┌──

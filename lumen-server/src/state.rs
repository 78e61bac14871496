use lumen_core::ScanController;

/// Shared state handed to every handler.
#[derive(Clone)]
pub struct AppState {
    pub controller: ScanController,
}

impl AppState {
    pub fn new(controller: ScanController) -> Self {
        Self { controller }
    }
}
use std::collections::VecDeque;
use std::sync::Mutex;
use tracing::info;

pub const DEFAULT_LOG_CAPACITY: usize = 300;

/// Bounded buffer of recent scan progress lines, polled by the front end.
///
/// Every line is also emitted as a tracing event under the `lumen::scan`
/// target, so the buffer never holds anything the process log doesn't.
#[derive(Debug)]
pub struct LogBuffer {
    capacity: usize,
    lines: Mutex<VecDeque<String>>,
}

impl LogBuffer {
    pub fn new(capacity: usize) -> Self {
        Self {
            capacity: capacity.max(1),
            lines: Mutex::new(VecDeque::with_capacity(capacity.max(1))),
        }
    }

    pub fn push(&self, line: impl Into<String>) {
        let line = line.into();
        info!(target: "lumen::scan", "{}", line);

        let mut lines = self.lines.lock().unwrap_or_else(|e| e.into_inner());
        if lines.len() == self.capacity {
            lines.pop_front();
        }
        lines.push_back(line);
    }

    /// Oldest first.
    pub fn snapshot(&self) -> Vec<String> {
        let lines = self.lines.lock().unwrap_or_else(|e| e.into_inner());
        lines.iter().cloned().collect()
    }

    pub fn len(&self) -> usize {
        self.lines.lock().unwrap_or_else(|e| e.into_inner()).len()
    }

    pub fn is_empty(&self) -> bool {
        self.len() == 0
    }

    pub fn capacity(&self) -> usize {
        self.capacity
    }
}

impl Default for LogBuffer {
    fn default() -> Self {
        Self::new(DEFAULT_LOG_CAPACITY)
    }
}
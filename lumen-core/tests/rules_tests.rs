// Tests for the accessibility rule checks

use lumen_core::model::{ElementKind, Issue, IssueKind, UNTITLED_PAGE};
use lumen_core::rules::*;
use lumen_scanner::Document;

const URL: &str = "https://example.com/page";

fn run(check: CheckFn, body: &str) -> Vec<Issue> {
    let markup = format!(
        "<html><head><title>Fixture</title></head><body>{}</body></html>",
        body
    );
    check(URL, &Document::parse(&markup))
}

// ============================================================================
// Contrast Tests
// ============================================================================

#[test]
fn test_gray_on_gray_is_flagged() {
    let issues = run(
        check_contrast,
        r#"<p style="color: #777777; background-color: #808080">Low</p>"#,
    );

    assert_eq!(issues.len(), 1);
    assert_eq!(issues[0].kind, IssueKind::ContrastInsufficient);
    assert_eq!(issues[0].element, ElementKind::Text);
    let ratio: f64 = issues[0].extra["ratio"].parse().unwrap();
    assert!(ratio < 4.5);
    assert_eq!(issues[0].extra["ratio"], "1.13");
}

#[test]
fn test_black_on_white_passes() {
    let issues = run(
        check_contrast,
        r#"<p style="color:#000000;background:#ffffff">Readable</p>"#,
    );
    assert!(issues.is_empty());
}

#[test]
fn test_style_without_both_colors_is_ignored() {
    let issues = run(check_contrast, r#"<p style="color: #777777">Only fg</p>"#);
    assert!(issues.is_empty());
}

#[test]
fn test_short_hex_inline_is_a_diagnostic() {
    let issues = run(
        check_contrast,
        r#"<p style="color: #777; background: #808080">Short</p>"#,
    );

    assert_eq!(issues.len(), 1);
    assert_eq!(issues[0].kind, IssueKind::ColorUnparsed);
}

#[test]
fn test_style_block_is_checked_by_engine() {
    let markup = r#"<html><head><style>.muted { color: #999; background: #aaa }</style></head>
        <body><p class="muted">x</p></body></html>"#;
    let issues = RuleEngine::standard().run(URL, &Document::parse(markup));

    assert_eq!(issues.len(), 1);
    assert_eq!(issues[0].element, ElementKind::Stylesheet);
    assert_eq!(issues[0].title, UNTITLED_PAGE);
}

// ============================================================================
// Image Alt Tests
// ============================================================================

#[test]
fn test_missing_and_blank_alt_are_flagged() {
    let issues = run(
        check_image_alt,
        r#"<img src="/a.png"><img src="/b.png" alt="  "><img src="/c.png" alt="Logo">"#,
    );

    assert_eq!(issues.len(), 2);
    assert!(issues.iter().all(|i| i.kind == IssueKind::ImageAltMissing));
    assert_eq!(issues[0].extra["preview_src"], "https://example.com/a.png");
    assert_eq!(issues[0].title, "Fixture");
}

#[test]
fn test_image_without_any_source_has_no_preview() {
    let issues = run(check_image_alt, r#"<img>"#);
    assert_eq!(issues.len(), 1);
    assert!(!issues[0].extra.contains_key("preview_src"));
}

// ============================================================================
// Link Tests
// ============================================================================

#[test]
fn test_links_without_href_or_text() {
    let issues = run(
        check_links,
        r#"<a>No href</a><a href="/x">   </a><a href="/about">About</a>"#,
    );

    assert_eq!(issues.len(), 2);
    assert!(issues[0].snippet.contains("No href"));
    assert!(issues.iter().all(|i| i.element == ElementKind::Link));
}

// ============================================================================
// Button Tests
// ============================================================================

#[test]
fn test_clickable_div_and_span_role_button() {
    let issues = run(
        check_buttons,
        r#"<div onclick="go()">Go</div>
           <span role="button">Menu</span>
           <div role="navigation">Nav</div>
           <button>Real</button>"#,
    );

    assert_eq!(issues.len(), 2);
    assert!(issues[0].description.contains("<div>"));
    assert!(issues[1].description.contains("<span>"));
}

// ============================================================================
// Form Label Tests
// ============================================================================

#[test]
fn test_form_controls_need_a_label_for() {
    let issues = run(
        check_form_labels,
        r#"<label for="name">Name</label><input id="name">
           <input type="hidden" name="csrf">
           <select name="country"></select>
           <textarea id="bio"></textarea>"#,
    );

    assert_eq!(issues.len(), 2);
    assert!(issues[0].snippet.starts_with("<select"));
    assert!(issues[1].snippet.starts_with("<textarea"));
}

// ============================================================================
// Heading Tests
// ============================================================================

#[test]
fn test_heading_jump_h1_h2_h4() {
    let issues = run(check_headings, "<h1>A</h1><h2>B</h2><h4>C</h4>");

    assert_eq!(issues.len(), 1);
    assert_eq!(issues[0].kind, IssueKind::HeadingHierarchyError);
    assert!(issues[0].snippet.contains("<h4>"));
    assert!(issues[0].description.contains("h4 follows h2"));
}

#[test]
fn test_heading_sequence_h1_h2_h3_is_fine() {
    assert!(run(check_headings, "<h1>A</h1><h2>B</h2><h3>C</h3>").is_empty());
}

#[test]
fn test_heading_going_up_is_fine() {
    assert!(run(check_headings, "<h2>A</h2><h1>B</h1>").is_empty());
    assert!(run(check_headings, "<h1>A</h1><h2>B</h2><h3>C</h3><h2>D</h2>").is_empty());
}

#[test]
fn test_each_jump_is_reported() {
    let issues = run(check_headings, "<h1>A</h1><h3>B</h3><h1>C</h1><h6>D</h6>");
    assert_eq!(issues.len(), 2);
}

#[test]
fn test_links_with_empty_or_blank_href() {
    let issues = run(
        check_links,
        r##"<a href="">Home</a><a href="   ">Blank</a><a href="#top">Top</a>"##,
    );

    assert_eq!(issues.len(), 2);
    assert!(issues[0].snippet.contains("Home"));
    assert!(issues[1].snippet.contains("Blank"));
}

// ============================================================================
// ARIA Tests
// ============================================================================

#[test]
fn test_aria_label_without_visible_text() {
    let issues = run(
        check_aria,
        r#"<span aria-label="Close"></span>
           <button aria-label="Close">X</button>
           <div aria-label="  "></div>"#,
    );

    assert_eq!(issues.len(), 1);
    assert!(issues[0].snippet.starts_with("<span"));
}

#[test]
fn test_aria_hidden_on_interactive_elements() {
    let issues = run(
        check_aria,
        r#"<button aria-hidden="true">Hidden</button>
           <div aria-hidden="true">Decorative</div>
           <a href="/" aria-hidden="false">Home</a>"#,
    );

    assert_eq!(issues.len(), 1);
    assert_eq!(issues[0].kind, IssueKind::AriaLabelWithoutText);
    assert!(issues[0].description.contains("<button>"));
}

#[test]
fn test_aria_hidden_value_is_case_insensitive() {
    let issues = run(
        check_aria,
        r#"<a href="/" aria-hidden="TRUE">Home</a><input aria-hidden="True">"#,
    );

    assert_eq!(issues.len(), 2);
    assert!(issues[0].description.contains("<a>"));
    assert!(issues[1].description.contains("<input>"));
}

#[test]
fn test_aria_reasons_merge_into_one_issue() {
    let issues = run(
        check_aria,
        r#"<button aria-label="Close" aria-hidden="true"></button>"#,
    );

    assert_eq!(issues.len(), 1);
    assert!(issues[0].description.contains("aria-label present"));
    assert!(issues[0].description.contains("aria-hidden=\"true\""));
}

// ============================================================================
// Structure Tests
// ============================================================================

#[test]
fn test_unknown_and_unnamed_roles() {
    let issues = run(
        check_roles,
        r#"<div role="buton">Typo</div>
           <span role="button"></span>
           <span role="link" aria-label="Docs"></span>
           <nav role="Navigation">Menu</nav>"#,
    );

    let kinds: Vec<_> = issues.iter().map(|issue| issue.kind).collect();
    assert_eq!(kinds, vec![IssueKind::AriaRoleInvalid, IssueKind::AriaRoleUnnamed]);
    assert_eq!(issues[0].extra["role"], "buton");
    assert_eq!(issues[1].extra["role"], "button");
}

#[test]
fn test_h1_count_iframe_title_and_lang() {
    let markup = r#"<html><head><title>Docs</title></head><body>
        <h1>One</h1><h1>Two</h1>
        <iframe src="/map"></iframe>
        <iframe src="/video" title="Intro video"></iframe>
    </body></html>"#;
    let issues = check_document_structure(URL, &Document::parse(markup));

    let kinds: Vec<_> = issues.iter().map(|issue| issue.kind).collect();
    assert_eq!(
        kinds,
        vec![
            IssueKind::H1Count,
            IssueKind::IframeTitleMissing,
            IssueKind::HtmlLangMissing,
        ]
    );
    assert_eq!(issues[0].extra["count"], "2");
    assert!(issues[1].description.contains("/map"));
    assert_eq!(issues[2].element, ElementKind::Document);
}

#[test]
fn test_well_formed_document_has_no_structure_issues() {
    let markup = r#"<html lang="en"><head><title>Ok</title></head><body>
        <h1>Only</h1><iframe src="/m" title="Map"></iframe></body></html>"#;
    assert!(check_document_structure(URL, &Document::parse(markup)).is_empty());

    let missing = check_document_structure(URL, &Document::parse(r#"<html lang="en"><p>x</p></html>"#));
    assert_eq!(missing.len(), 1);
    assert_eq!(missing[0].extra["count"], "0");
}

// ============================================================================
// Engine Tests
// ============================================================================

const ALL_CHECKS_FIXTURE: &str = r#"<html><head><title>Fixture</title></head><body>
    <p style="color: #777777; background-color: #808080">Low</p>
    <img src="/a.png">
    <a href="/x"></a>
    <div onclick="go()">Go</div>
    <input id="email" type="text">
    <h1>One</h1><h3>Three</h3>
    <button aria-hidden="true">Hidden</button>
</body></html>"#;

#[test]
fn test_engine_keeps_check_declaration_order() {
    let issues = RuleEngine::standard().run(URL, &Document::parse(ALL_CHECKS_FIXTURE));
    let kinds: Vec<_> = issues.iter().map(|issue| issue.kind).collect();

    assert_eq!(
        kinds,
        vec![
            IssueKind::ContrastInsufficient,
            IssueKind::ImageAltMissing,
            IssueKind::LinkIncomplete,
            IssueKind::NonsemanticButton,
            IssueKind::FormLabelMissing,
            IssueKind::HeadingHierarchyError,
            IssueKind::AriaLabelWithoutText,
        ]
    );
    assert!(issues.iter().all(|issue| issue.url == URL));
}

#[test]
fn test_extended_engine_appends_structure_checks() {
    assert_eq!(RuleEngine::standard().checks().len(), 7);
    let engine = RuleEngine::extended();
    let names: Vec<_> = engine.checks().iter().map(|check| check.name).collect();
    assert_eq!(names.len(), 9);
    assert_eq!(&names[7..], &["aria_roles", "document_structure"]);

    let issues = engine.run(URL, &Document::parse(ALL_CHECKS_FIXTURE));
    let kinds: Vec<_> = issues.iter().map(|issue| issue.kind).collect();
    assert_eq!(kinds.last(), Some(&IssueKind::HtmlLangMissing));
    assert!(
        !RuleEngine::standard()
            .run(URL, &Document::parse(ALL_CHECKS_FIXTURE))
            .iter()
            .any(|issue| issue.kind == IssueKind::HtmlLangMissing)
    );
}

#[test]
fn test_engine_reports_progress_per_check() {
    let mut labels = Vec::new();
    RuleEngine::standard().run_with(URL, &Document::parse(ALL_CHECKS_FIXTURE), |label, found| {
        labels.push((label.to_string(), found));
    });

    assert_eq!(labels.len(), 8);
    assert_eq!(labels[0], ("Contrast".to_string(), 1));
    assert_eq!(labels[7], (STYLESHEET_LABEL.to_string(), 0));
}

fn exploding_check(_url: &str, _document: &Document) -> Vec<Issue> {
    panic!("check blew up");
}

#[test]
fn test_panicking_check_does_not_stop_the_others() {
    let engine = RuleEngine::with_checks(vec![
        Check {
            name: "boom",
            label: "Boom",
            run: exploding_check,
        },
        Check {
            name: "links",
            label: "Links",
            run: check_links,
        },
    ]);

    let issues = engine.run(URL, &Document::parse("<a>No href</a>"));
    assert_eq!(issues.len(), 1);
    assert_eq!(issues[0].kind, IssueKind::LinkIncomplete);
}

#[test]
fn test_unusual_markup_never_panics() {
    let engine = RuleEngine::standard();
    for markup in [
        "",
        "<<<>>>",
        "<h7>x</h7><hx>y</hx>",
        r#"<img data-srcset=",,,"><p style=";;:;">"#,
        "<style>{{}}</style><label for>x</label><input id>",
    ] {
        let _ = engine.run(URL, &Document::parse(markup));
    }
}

└──
┌──

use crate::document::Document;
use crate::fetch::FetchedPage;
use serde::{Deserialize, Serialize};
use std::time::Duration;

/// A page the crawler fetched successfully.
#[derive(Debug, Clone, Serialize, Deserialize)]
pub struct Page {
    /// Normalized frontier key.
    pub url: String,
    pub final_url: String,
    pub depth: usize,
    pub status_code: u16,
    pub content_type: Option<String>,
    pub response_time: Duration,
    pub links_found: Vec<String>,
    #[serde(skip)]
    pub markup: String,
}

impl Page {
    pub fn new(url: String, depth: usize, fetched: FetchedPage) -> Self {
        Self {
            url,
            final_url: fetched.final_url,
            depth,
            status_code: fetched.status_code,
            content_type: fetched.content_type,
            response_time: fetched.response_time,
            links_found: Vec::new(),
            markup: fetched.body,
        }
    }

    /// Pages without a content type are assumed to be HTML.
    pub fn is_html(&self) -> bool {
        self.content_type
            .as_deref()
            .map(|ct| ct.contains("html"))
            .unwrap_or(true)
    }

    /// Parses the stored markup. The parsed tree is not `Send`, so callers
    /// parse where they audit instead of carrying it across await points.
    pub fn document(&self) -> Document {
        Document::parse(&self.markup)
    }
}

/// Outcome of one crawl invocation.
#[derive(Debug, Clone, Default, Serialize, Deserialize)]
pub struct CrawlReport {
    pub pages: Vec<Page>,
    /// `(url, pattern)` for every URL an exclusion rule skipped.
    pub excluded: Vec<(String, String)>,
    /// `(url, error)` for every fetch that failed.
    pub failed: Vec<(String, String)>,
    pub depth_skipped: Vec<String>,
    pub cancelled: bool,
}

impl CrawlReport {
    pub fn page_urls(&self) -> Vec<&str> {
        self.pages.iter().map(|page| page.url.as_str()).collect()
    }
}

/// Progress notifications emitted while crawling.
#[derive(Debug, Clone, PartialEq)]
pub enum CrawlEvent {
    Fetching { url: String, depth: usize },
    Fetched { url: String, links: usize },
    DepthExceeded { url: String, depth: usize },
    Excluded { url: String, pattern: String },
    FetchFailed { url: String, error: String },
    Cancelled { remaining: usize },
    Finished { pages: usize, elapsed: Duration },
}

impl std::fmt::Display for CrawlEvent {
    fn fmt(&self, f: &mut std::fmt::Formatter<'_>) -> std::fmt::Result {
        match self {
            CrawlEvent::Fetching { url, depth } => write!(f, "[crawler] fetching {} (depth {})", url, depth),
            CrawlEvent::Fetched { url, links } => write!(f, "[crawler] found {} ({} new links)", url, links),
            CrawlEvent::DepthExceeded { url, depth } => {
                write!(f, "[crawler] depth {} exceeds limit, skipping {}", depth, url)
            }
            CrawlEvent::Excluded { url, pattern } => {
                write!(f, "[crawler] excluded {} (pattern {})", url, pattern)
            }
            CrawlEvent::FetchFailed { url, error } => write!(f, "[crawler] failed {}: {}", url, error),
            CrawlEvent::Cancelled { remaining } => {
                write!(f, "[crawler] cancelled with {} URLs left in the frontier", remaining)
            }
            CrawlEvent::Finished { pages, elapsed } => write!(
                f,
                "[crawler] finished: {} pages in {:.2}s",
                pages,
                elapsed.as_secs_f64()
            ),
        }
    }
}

└──
┌──

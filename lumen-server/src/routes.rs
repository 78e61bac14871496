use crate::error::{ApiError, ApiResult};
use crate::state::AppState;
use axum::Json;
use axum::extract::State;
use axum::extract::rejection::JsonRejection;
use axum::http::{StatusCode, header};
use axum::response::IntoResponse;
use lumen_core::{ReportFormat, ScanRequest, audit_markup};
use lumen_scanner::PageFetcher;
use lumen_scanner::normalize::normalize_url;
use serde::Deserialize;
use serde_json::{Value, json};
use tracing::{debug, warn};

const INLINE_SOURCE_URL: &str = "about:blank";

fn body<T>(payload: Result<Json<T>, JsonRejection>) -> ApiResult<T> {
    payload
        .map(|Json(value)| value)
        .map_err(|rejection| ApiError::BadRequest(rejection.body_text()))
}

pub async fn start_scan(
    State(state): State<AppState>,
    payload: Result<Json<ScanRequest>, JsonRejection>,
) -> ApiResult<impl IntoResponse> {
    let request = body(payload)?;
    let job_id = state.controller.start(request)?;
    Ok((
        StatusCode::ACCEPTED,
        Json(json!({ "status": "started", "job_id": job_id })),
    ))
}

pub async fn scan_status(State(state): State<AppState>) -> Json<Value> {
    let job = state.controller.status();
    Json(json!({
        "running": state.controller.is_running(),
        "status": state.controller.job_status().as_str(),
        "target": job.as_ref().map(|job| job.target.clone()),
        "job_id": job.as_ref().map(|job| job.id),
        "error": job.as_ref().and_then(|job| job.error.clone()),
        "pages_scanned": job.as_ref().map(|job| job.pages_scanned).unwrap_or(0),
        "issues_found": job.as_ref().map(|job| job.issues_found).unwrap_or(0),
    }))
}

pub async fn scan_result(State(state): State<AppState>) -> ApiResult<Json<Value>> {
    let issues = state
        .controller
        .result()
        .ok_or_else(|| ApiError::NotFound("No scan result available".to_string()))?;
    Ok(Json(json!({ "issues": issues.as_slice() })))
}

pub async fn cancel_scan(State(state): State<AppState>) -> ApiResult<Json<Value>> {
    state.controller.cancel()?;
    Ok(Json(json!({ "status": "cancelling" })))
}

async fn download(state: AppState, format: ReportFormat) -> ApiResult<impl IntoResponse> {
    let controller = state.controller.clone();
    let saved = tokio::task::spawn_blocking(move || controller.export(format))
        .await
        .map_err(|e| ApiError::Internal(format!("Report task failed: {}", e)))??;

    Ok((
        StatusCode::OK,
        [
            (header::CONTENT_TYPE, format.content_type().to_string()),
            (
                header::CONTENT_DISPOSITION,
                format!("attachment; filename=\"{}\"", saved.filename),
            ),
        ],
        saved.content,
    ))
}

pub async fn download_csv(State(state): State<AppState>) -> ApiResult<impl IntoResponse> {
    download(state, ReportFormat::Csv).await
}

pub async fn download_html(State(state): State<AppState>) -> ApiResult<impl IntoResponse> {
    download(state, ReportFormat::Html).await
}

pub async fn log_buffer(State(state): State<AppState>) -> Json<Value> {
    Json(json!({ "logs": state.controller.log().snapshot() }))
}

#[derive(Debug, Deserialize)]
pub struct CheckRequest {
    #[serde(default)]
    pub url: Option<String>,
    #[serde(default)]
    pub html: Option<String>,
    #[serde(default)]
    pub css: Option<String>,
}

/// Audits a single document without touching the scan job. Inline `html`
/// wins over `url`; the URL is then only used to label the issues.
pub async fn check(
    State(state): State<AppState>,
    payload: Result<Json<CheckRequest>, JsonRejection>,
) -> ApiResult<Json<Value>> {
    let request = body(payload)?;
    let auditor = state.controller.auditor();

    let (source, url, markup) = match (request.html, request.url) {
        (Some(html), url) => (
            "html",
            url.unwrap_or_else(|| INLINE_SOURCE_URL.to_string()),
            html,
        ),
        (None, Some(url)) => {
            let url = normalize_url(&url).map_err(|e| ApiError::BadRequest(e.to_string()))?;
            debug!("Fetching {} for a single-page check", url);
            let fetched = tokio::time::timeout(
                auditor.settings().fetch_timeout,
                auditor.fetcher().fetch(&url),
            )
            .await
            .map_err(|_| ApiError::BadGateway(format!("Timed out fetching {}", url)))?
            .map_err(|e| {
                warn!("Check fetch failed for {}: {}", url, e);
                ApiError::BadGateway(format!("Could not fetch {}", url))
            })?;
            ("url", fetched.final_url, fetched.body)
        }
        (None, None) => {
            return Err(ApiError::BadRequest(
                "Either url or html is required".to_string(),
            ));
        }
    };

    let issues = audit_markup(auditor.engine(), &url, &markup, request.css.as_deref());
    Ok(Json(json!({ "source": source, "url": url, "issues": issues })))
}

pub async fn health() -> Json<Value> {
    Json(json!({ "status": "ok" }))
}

└──

__WORK INSTRUCTION__: Determine the count of lines in the data that contain the string "crate", and reply with that count alone.

__SOLUTION FOR THIS EXERCISE__: 4